--- Recorded data ---
impl Pool {
    /// Round `requested` up to the next multiple of `align` (a power of two).
    fn round_up(requested: u32, align: u32) -> Option<u32> {
        let align = align as u64;
        let requested = requested as u64;
        let rounded = requested.checked_add(align - 1)? / align * align;
        u32::try_from(rounded).ok()
    }

    /// Initialize a pool per spec.md §4.1. Preconditions are reported
    /// without allocating.
    pub fn init(config: PoolConfig) -> Result<Pool, PoolError> {
        if config.capacity == 0 {
            let err = PoolError::Precondition(PreconditionError::ZeroCapacity);
            diagnostics::report(err);
            return Err(err);
        }
        if config.requested_block_size == 0 || config.requested_block_size >= config.capacity {
            let err = PoolError::Precondition(PreconditionError::BlockSizeNotSmallerThanCapacity);
            diagnostics::report(err);
            return Err(err);
        }

        let block_stride = Self::round_up(config.requested_block_size, crate::config::ALIGNMENT as u32)
            .ok_or(PoolError::Precondition(
                PreconditionError::BlockSizeNotSmallerThanCapacity,
            ))?;
        let block_count = config.capacity / block_stride;
        if block_count == 0 {
            let err = PoolError::Precondition(PreconditionError::BlockSizeNotSmallerThanCapacity);
            diagnostics::report(err);
            return Err(err);
        }

        let usable = block_count as usize * block_stride as usize;
        let region = Region::acquire(usable).ok_or(PoolError::Capacity(
            CapacityError::RequestExceedsPoolCapacity,
        ))?;

        let descriptors = DescriptorTable::new_initial(block_count, block_stride);

        Ok(Pool {
            config,
            block_stride,
            block_count,
            region,
            descriptors,
            free_head: ListLock::new(Some(0), config.thread_safe),
            alloc_head: ListLock::new(None, config.thread_safe),
            coalesce_count: AtomicU64::new(0),
        })
    }

    /// Tear the pool down explicitly. Always succeeds: a live `Pool`
    /// value can only exist via a successful [`Pool::init`], so
    /// spec.md's "destroy of a never-initialized pool" failure has no
    /// reachable counterpart under Rust's ownership model — there is no
    /// null `Pool` handle to pass in. See DESIGN.md for the full
    /// rationale.
    pub fn destroy(self) -> Result<(), PoolError> {
        Ok(())
    }

    /// Total byte capacity requested at construction.
    pub fn capacity(&self) -> u32 {
        self.config.capacity
    }

    /// The pool's fixed block stride `B`.
    pub fn block_stride(&self) -> u32 {
        self.block_stride
    }

    /// The pool's fixed block count `N`.
    pub fn block_count(&self) -> u32 {
        self.block_count
    }

    /// Number of coalescing allocations served so far (diagnostic only).
    pub fn coalesce_count(&self) -> u64 {
        self.coalesce_count.load(Ordering::Relaxed)
    }

    /// Number of descriptors currently on the free list.
    pub fn free_count(&self) -> usize {
        self.free_list_snapshot().len()
    }

    /// Number of descriptors currently on the allocated list.
    pub fn allocated_count(&self) -> usize {
        let head = self.alloc_head.lock();
        let mut count = 0usize;
        let mut cursor = *head;
        while let Some(idx) = cursor {
            count += 1;
            cursor = self.descriptors.get(idx).next;
        }
        count
    }

    /// Snapshot of `(span_base, span_size)` pairs in free-list order, for
    /// tests asserting P1–P5 and L1/L5.
    pub fn free_list_snapshot(&self) -> Vec<(u32, u32)> {
        let head = self.free_head.lock();
        let mut out = Vec::new();
        let mut cursor = *head;
        while let Some(idx) = cursor {
            let d = self.descriptors.get(idx);
            out.push((d.span_base, d.span_size));
            cursor = d.next;
        }
        out
    }

    fn ptr_for(&self, offset: u32) -> NonNull<u8> {
        // SAFETY: `offset` is always < block_count * block_stride <=
        // region.usable_len(), maintained as an invariant of every
        // descriptor in the table.
        unsafe { NonNull::new_unchecked(self.region.aligned_base().as_ptr().add(offset as usize)) }
    }

    fn offset_for(&self, ptr: NonNull<u8>) -> Option<u32> {
        let base = self.region.aligned_base().as_ptr() as usize;
        let p = ptr.as_ptr() as usize;
        let diff = p.checked_sub(base)?;
        if diff >= self.block_count as usize * self.block_stride as usize {
            return None;
        }
        u32::try_from(diff).ok()
    }

    /// Allocate `n_bytes`, taking the fast path (`n_bytes <= B`) or the
    /// coalescing path (`n_bytes > B`) per spec.md §4.2.
    pub fn allocate(&self, n_bytes: u32) -> Option<NonNull<u8>> {
        if n_bytes >= self.config.capacity {
            diagnostics::report(PoolError::Capacity(CapacityError::RequestExceedsPoolCapacity));
            return None;
        }
        if n_bytes <= self.block_stride {
            self.allocate_fast()
        } else {
            let k = (n_bytes + self.block_stride - 1) / self.block_stride;
            self.allocate_coalescing(k)
        }
    }

    fn allocate_fast(&self) -> Option<NonNull<u8>> {
        let idx = {
            let mut head = self.free_head.lock();
            let idx = match *head {
                Some(idx) => idx,
                None => {
                    drop(head);
                    diagnostics::report(PoolError::Capacity(CapacityError::FreeListExhausted));
                    return None;
                }
            };
            *head = self.descriptors.get(idx).next;
            idx
        };

        {
            let d = self.descriptors.get_mut(idx);
            d.state = DescriptorState::AllocatedSingle;
            d.next = None;
        }
        {
            let mut ahead = self.alloc_head.lock();
            self.descriptors.get_mut(idx).next = *ahead;
            *ahead = Some(idx);
        }
        Some(self.ptr_for(self.descriptors.get(idx).span_base))
    }

    fn find_free_run(&self, head: Option<u32>, k: u32) -> Option<FreeRun> {
        let mut cursor = head;
        let mut prev_idx: Option<u32> = None;
        let mut prev_base: Option<u32> = None;
        let mut run_start: Option<u32> = None;
        let mut run_start_prev: Option<u32> = None;
        let mut run_count: u32 = 0;

        while let Some(idx) = cursor {
            let d = self.descriptors.get(idx);
            let continues = run_count > 0 && prev_base == Some(d.span_base - self.block_stride);
            if continues {
                run_count += 1;
            } else {
                run_start = Some(idx);
                run_start_prev = prev_idx;
                run_count = 1;
            }
            if run_count == k {
                return Some(FreeRun {
                    start: run_start.unwrap(),
                    start_prev: run_start_prev,
                    after: d.next,
                });
            }
            prev_base = Some(d.span_base);
            prev_idx = Some(idx);
            cursor = d.next;
        }
        None
    }

    fn allocate_coalescing(&self, k: u32) -> Option<NonNull<u8>> {
        let head_idx = {
            let mut head = self.free_head.lock();
            let run = match self.find_free_run(*head, k) {
                Some(run) => run,
                None => {
                    drop(head);
                    diagnostics::report(PoolError::Fragmentation);
                    return None;
                }
            };

            match run.start_prev {
                Some(p) => self.descriptors.get_mut(p).next = run.after,
                None => *head = run.after,
            }

            // Descriptor indices are stable block numbers (never
            // reassigned), so the k members of a run that starts at
            // `run.start` and is address-contiguous are exactly
            // run.start .. run.start + k - 1.
            let head_descriptor = self.descriptors.get_mut(run.start);
            head_descriptor.span_size = k * self.block_stride;
            head_descriptor.state = DescriptorState::AllocatedCoalesced;
            head_descriptor.next = None;
            for i in 1..k {
                let trailing = self.descriptors.get_mut(run.start + i);
                trailing.state = DescriptorState::Retired;
                trailing.next = None;
            }
            run.start
        };

        self.coalesce_count.fetch_add(1, Ordering::Relaxed);
        let head_base = self.descriptors.get(head_idx).span_base;
        diagnostics::trace_coalesce(k, head_base);

        {
            let mut ahead = self.alloc_head.lock();
            self.descriptors.get_mut(head_idx).next = *ahead;
            *ahead = Some(head_idx);
        }
        Some(self.ptr_for(head_base))
    }

    /// Allocate `count * elem_size` bytes and zero them (spec.md §4.3).
    pub fn zero_allocate(&self, count: u32, elem_size: usize) -> Option<NonNull<u8>> {
        let total = (count as usize).checked_mul(elem_size).unwrap_or(usize::MAX);
        if total == 0 {
            diagnostics::report(PoolError::Precondition(PreconditionError::ZeroProduct));
            return None;
        }
        let n_bytes = u32::try_from(total).unwrap_or(u32::MAX);
        let ptr = self.allocate(n_bytes)?;
        // SAFETY: `allocate` returns a span of at least `n_bytes >= total`
        // bytes (when it does not saturate) that is exclusively ours
        // until release.
        unsafe { std::ptr::write_bytes(ptr.as_ptr(), 0, total) };
        Some(ptr)
    }

    /// Grow (never shrink) the allocation at `ptr` to `n_bytes` (spec.md
    /// §4.4). The lookup and the no-downsize decision happen inside one
    /// critical section; growing and copying necessarily happen outside
    /// it, since they recurse into `allocate`/`release`, each of which
    /// takes the same locks (see DESIGN.md).
    pub fn reallocate(&self, ptr: *mut u8, n_bytes: u32) -> Option<NonNull<u8>> {
        let Some(nn) = NonNull::new(ptr) else {
            diagnostics::report(PoolError::Precondition(PreconditionError::NullPointer));
            return None;
        };
        if n_bytes == 0 {
            diagnostics::report(PoolError::Precondition(PreconditionError::ZeroSizeReallocate));
            return None;
        }
        let Some(offset) = self.offset_for(nn) else {
            diagnostics::report(PoolError::Bookkeeping(BookkeepingError::PointerNotAllocated));
            return None;
        };

        let old_size = {
            let head = self.alloc_head.lock();
            if head.is_none() {
                drop(head);
                diagnostics::report(PoolError::Bookkeeping(BookkeepingError::PointerNotAllocated));
                return None;
            }
            let mut cursor = *head;
            let mut found = None;
            while let Some(idx) = cursor {
                let d = self.descriptors.get(idx);
                if d.span_base == offset {
                    found = Some(d.span_size);
                    break;
                }
                cursor = d.next;
            }
            match found {
                Some(size) => size,
                None => {
                    drop(head);
                    diagnostics::report(PoolError::Bookkeeping(BookkeepingError::PointerNotAllocated));
                    return None;
                }
            }
        };

        if old_size >= n_bytes {
            return Some(nn);
        }

        let new_ptr = self.allocate(n_bytes)?;
        // SAFETY: `old_size` bytes starting at `nn` belong to the span
        // we are about to release, and are disjoint from the freshly
        // allocated span at `new_ptr`.
        unsafe {
            std::ptr::copy_nonoverlapping(nn.as_ptr(), new_ptr.as_ptr(), old_size as usize);
        }
        self.release(ptr);
        Some(new_ptr)
    }

    /// Release `ptr` back to the pool (spec.md §4.5). A foreign pointer,
    /// a double release, or an interior pointer are all reported as a
    /// bookkeeping error, with no list mutation.
    pub fn release(&self, ptr: *mut u8) {
        let Some(nn) = NonNull::new(ptr) else {
            diagnostics::report(PoolError::Precondition(PreconditionError::NullPointer));
            return;
        };
        let Some(offset) = self.offset_for(nn) else {
            diagnostics::report(PoolError::Bookkeeping(BookkeepingError::PointerNotAllocated));
            return;
        };

        let idx = {
            let mut head = self.alloc_head.lock();
            if head.is_none() {
                drop(head);
                diagnostics::report(PoolError::Bookkeeping(BookkeepingError::PointerNotAllocated));
                return;
            }
            let mut prev: Option<u32> = None;
            let mut cursor = *head;
            let mut found: Option<u32> = None;
            while let Some(idx) = cursor {
                let d = self.descriptors.get(idx);
                if d.span_base == offset {
                    found = Some(idx);
                    break;
                }
                prev = Some(idx);
                cursor = d.next;
            }
            let idx = match found {
                Some(idx) => idx,
                None => {
                    drop(head);
                    diagnostics::report(PoolError::Bookkeeping(BookkeepingError::PointerNotAllocated));
                    return;
                }
            };
            let next = self.descriptors.get(idx).next;
            match prev {
                Some(p) => self.descriptors.get_mut(p).next = next,
                None => *head = next,
            }
            idx
        };

        let k = self.descriptors.get(idx).span_size / self.block_stride;
        if k == 1 {
            let d = self.descriptors.get_mut(idx);
            d.state = DescriptorState::Free;
            d.next = None;
            self.insert_free_chain(idx, idx);
        } else {
            diagnostics::trace_split(k, offset);
            for i in 0..k {
                let d = self.descriptors.get_mut(idx + i);
                d.state = DescriptorState::Free;
                d.span_size = self.block_stride;
                d.next = if i + 1 < k { Some(idx + i + 1) } else { None };
            }
            self.insert_free_chain(idx, idx + k - 1);
        }
    }

    /// Splice the already-internally-linked chain `[head_idx ..=
    /// tail_idx]` into the free list so that ascending address order
    /// (I4) is preserved (spec.md §4.5 step 4).
    fn insert_free_chain(&self, head_idx: u32, tail_idx: u32) {
        let mut free_head = self.free_head.lock();
        let freed_base = self.descriptors.get(head_idx).span_base;

        let cur_head = match *free_head {
            None => {
                *free_head = Some(head_idx);
                return;
            }
            Some(cur_head) => cur_head,
        };

        if freed_base < self.descriptors.get(cur_head).span_base {
            self.descriptors.get_mut(tail_idx).next = Some(cur_head);
            *free_head = Some(head_idx);
            return;
        }

        let mut cursor = cur_head;
        loop {
            match self.descriptors.get(cursor).next {
                Some(next) if self.descriptors.get(next).span_base < freed_base => {
                    cursor = next;
                }
                other => {
                    self.descriptors.get_mut(tail_idx).next = other;
                    break;
                }
            }
        }
        self.descriptors.get_mut(cursor).next = Some(head_idx);
    }
}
---
■ What is needed
Copy each line holding the word "found" from the listing above.

■ Result of this exercise
            let mut found = None;
                    found = Some(d.span_size);
            match found {
            let mut found: Option<u32> = None;
                    found = Some(idx);
            let idx = match found {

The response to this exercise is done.